The problem:
In how many lines of the records below does the word "InvalidMSeqCodeSnafu" appear? Reply with the number only.

Extracted information:
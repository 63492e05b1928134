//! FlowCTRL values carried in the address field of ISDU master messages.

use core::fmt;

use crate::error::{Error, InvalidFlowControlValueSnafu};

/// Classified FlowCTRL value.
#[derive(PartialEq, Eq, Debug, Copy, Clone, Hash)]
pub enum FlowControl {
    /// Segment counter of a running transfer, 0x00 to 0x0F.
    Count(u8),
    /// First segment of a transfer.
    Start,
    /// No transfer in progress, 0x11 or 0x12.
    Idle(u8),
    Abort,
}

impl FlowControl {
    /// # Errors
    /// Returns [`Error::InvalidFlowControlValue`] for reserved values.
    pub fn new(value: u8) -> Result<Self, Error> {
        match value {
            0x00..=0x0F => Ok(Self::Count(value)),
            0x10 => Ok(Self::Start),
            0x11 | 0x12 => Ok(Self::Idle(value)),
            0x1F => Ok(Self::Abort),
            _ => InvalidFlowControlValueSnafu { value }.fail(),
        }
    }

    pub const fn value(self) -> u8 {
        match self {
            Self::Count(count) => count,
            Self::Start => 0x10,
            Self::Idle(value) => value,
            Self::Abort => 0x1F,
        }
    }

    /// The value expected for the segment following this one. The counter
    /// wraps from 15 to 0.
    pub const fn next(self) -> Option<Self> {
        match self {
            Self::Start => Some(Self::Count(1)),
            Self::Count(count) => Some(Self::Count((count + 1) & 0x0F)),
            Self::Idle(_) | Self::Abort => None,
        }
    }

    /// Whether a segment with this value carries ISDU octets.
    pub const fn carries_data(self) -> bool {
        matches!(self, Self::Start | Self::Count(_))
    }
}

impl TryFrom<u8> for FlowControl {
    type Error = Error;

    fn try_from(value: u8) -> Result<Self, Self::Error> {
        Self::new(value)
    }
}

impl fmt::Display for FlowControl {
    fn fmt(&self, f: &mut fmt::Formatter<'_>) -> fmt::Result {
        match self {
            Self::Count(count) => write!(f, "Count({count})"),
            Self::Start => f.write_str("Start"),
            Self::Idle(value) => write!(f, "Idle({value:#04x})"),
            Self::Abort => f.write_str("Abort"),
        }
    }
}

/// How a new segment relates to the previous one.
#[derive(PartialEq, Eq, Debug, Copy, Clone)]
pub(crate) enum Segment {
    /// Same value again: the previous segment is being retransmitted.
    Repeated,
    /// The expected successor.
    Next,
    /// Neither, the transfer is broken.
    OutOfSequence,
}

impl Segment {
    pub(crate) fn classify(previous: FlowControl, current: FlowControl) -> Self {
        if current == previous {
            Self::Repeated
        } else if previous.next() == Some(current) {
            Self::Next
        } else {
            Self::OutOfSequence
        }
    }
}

--

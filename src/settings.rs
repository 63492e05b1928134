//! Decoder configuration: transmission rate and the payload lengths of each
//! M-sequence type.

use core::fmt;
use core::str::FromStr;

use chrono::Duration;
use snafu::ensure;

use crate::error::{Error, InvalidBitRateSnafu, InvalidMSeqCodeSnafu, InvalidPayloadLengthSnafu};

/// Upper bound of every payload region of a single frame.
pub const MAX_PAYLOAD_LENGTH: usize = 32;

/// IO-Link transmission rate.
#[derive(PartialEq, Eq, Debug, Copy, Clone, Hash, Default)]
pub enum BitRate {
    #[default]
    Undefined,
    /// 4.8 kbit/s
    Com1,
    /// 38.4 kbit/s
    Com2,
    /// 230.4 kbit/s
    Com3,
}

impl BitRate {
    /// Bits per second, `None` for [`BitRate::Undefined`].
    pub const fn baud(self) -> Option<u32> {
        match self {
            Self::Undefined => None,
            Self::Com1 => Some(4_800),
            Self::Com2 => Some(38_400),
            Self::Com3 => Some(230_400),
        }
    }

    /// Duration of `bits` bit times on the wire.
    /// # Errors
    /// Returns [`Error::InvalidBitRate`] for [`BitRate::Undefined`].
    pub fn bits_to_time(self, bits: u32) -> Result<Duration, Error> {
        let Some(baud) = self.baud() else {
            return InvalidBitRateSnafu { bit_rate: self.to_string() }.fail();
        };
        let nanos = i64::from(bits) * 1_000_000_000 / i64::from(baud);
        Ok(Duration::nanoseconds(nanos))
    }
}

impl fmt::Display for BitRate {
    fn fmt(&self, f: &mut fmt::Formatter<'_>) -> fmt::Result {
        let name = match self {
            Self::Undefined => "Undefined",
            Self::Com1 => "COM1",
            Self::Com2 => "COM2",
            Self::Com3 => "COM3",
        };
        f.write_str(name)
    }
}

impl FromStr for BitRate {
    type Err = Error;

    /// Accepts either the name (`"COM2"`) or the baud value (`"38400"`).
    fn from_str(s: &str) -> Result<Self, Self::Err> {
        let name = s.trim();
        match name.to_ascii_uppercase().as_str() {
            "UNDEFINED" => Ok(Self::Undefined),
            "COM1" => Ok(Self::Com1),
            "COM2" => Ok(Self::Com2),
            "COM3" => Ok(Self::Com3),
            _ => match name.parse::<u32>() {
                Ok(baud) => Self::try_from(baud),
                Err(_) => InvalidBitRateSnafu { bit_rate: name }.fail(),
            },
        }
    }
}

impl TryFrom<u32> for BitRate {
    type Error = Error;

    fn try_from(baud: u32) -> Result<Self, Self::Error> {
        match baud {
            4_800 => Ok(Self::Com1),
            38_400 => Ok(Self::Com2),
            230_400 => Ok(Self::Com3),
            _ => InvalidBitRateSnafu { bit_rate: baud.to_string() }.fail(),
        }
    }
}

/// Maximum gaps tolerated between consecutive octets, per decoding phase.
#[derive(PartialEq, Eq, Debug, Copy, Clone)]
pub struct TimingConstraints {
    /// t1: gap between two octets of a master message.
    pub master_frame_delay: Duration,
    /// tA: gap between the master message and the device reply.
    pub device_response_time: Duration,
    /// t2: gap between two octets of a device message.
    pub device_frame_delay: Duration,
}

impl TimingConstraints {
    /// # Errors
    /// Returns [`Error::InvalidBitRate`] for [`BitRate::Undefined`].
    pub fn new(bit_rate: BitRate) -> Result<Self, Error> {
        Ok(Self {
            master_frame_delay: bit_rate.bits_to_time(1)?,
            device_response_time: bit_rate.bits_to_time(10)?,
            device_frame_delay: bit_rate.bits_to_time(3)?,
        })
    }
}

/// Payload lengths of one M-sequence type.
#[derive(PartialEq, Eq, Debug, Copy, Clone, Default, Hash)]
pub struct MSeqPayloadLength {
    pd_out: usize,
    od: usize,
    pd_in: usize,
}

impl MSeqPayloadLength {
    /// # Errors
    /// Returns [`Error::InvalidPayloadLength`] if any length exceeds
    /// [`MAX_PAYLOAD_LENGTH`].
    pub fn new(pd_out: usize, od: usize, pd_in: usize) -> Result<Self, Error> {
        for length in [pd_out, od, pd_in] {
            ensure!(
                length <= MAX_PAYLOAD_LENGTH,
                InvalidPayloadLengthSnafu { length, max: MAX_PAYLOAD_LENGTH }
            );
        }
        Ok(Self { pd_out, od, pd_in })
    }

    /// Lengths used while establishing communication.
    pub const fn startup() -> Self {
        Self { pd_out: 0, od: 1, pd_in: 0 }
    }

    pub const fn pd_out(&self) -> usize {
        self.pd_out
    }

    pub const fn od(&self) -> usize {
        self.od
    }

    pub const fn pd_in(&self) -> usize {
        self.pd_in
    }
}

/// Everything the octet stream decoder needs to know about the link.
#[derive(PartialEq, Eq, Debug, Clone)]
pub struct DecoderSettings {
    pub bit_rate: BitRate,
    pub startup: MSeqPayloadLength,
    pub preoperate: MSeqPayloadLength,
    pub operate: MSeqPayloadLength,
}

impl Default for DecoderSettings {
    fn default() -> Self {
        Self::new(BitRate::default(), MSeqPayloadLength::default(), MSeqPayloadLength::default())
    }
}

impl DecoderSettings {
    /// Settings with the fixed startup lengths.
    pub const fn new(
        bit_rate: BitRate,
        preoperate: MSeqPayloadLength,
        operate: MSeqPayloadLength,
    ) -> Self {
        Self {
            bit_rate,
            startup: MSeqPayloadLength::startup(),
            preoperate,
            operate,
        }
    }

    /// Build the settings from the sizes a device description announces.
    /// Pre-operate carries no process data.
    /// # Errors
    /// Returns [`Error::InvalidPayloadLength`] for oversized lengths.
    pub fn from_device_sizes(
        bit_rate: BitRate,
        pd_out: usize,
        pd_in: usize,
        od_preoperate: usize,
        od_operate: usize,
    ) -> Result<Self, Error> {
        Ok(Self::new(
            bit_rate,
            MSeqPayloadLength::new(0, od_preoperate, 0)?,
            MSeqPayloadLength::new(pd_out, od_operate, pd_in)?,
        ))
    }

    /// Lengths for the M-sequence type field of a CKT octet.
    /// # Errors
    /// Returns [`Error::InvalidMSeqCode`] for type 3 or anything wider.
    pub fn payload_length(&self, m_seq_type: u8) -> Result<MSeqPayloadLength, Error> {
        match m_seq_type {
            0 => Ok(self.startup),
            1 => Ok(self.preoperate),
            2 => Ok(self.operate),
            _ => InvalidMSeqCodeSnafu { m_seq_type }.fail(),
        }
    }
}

Expected answer:
2